Acht valkuilen in de gemeentelijke visie op kunst en cultuur

Kunst en cultuur floreren niet zomaar. Het schrijven van een boek lukt weliswaar op een zolderkamer, al heeft ook een auteur inspiratie nodig en daarvoor wellicht anderen. Andere kunstvormen stellen hardere eisen aan de omgeving. Dat geldt in het bijzonder voor de uitvoerende kunsten. Gemeenten willen zich graag laten voorstaan op een aantrekkelijk leefklimaat en daarin speelt kunst en cultuur een rol. Autonome kunstenaars hebben ambities in het voortbrengen van werk en in hun eigen ontwikkeling. Een breed publiek is enorm divers in hun behoeften en verwachtingen, waar kunst en vermaak nogal eens door elkaar lopen.
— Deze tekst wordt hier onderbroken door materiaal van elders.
//! Host widget adapter.
//!
//! The host owns its widgets; the core only holds [`TargetRef`]s and reaches
//! the widget through [`TweenTarget`]. Render transform and opacity are
//! required. Everything else is an optional capability: the getter returns
//! `None` and the setter does nothing unless the host widget supports it.

use std::cell::RefCell;
use std::rc::{Rc, Weak};

use crate::value::{LinearColor, Margin, Vec2, Visibility, WidgetTransform};

pub trait TweenTarget {
    /// False once the host has torn the widget down, even if the allocation
    /// is still reachable.
    fn is_alive(&self) -> bool {
        true
    }

    fn render_transform(&self) -> WidgetTransform;
    fn set_render_transform(&mut self, transform: WidgetTransform);

    fn render_opacity(&self) -> f32;
    fn set_render_opacity(&mut self, opacity: f32);

    fn color_and_opacity(&self) -> Option<LinearColor> {
        None
    }
    fn set_color_and_opacity(&mut self, _color: LinearColor) {}

    fn visibility(&self) -> Option<Visibility> {
        None
    }
    fn set_visibility(&mut self, _visibility: Visibility) {}

    /// Padding of the slot the widget sits in.
    fn slot_padding(&self) -> Option<Margin> {
        None
    }
    fn set_slot_padding(&mut self, _padding: Margin) {}

    /// Position within a canvas panel slot.
    fn canvas_position(&self) -> Option<Vec2> {
        None
    }
    fn set_canvas_position(&mut self, _position: Vec2) {}

    /// Size box width override.
    fn width_override(&self) -> Option<f32> {
        None
    }
    fn set_width_override(&mut self, _width: f32) {}

    /// Size box maximum desired height.
    fn max_desired_height(&self) -> Option<f32> {
        None
    }
    fn set_max_desired_height(&mut self, _height: f32) {}
}

/// Strong, host-owned handle to a widget.
pub type WidgetHandle = Rc<RefCell<dyn TweenTarget>>;

/// Weak reference to a tweened widget.
///
/// Never extends the widget's lifetime. [`TargetRef::upgrade`] is the only
/// way in, and it fails once the widget is dropped or reports itself dead.
#[derive(Clone)]
pub struct TargetRef {
    inner: Weak<RefCell<dyn TweenTarget>>,
}

impl TargetRef {
    pub fn new(target: &WidgetHandle) -> Self {
        Self {
            inner: Rc::downgrade(target),
        }
    }

    pub fn upgrade(&self) -> Option<WidgetHandle> {
        let strong = self.inner.upgrade()?;
        // A widget that is mutably borrowed right now is being driven by the
        // host, so it is alive.
        let alive = strong.try_borrow().map_or(true, |t| t.is_alive());
        alive.then_some(strong)
    }

    #[inline]
    pub fn is_valid(&self) -> bool {
        self.upgrade().is_some()
    }

    /// Identity comparison; works for dropped targets too.
    pub fn points_to(&self, target: &WidgetHandle) -> bool {
        std::ptr::eq(self.key(), Rc::as_ptr(target) as *const ())
    }

    /// Address of the widget allocation, stable while any `TargetRef` to it
    /// exists.
    pub(crate) fn key(&self) -> *const () {
        self.inner.as_ptr() as *const ()
    }
}

impl std::fmt::Debug for TargetRef {
    fn fmt(&self, f: &mut std::fmt::Formatter<'_>) -> std::fmt::Result {
        f.debug_struct("TargetRef")
            .field("ptr", &(self.inner.as_ptr() as *const ()))
            .field("valid", &self.is_valid())
            .finish()
    }
}

#[cfg(test)]
mod tests {
    use super::*;

    #[derive(Default)]
    struct Dummy {
        alive: bool,
        transform: WidgetTransform,
        opacity: f32,
    }

    impl TweenTarget for Dummy {
        fn is_alive(&self) -> bool {
            self.alive
        }
        fn render_transform(&self) -> WidgetTransform {
            self.transform
        }
        fn set_render_transform(&mut self, transform: WidgetTransform) {
            self.transform = transform;
        }
        fn render_opacity(&self) -> f32 {
            self.opacity
        }
        fn set_render_opacity(&mut self, opacity: f32) {
            self.opacity = opacity;
        }
    }

    fn widget(alive: bool) -> WidgetHandle {
        Rc::new(RefCell::new(Dummy {
            alive,
            ..Default::default()
        }))
    }

    #[test]
    fn upgrade_fails_after_drop() {
        let w = widget(true);
        let r = TargetRef::new(&w);
        assert!(r.is_valid());
        drop(w);
        assert!(!r.is_valid());
    }

    #[test]
    fn dead_widget_is_invalid_while_still_allocated() {
        let w = widget(false);
        let r = TargetRef::new(&w);
        assert!(!r.is_valid());
        assert!(r.points_to(&w));
    }

    #[test]
    fn identity_distinguishes_widgets() {
        let a = widget(true);
        let b = widget(true);
        let r = TargetRef::new(&a);
        assert!(r.points_to(&a));
        assert!(!r.points_to(&b));
    }

    #[test]
    fn optional_capabilities_default_to_absent() {
        let w = widget(true);
        let mut t = w.borrow_mut();
        assert_eq!(t.color_and_opacity(), None);
        t.set_width_override(10.0);
        assert_eq!(t.width_override(), None);
    }
}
Het maakt kunst en cultuur tot een lastig beleidsgebied. Het raakt aan waarden, de opbrengst is niet tastbaar en staat met regelmaat ter discussie. In de piramide van Maslow gaat kunst en cultuur over zelfverwezenlijking. Dat vraagt voor een goed gesprek om kennis en inzicht.

Kunst en cultuur is een heel breed beleidsgebied. Het is van belang dat te onderkennen, onderscheid te maken en op deelgebieden passende instrumenten in te zetten. Een kleine verkenning. Cultureel erfgoed gaat over het behouden van wat er is en het kennen en ontsluiten van een waardevol verleden. Voor veel kunstboefening is het verwerven van vaardigheden een vereiste, het leren bespelen van een viool, het doen van oefeningen aan de barre voor de danser. Wat die activiteit zelf overigens nog niet tot kunst maakt. Makers hebben eigen behoeften, om te ontmoeten, te experimenteren en te mogen mislukken. Behoefte aan oefenruimte en presentatieruimte. Kunstontwikkeling gaat met vallen en opstaan. Bij het brede publiek lopen kunst en vermaak of 'het hebben van een goede tijd' door elkaar. Veel in onze samenleving wordt door de markt gestuurd, maar in kunst en cultuur lukt dat vaak niet. Het is te vluchtig, te ontastbaar, te moeilijk, onvoorspelbaar en niet herhaalbaar. Of te onaantrekkelijk, te confronterend, maar maatschappelijk, misschien pas op termijn, waardevol.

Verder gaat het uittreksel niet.